━━ DATA FOR THE TASK ━━
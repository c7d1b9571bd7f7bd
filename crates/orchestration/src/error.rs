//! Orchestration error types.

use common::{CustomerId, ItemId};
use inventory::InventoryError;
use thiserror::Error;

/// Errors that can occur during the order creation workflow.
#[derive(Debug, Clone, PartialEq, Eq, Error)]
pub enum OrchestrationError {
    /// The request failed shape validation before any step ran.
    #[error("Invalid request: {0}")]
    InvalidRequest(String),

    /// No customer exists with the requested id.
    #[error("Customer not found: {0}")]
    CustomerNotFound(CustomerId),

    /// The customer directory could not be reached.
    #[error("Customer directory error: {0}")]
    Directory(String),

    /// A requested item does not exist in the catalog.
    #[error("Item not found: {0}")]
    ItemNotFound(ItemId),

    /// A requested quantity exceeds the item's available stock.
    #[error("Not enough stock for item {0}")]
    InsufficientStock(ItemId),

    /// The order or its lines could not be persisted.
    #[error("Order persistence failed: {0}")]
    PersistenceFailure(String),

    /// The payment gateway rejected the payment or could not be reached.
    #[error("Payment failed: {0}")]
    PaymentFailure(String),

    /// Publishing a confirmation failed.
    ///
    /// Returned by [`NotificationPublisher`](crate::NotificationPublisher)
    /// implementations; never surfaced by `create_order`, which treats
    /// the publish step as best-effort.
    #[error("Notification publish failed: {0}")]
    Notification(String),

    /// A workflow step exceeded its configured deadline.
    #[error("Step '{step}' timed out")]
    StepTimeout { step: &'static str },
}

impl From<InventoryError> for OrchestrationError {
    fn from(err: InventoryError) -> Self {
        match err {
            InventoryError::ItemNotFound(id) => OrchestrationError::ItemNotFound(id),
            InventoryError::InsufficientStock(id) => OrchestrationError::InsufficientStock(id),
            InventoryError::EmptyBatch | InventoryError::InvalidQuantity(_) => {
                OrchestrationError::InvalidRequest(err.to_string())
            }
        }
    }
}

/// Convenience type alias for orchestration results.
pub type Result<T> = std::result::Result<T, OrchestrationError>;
━━━
**WHAT YOU SHOULD DO:**
Go through the material above and set each line down verbatim.

**ANSWER FOR THIS EXERCISE:**
repository c7d1b9571bd7f7bd
filename crates/orchestration/src/error.rs
//! Orchestration error types.

use common::{CustomerId, ItemId};
use inventory::InventoryError;
use thiserror::Error;

/// Errors that can occur during the order creation workflow.
#[derive(Debug, Clone, PartialEq, Eq, Error)]
pub enum OrchestrationError {
    /// The request failed shape validation before any step ran.
    #[error("Invalid request: {0}")]
    InvalidRequest(String),

    /// No customer exists with the requested id.
    #[error("Customer not found: {0}")]
    CustomerNotFound(CustomerId),

    /// The customer directory could not be reached.
    #[error("Customer directory error: {0}")]
    Directory(String),

    /// A requested item does not exist in the catalog.
    #[error("Item not found: {0}")]
    ItemNotFound(ItemId),

    /// A requested quantity exceeds the item's available stock.
    #[error("Not enough stock for item {0}")]
    InsufficientStock(ItemId),

    /// The order or its lines could not be persisted.
    #[error("Order persistence failed: {0}")]
    PersistenceFailure(String),

    /// The payment gateway rejected the payment or could not be reached.
    #[error("Payment failed: {0}")]
    PaymentFailure(String),

    /// Publishing a confirmation failed.
    ///
    /// Returned by [`NotificationPublisher`](crate::NotificationPublisher)
    /// implementations; never surfaced by `create_order`, which treats
    /// the publish step as best-effort.
    #[error("Notification publish failed: {0}")]
    Notification(String),

    /// A workflow step exceeded its configured deadline.
    #[error("Step '{step}' timed out")]
    StepTimeout { step: &'static str },
}

impl From<InventoryError> for OrchestrationError {
    fn from(err: InventoryError) -> Self {
        match err {
            InventoryError::ItemNotFound(id) => OrchestrationError::ItemNotFound(id),
            InventoryError::InsufficientStock(id) => OrchestrationError::InsufficientStock(id),
            InventoryError::EmptyBatch | InventoryError::InvalidQuantity(_) => {
                OrchestrationError::InvalidRequest(err.to_string())
            }
        }
    }
}

/// Convenience type alias for orchestration results.
pub type Result<T> = std::result::Result<T, OrchestrationError>;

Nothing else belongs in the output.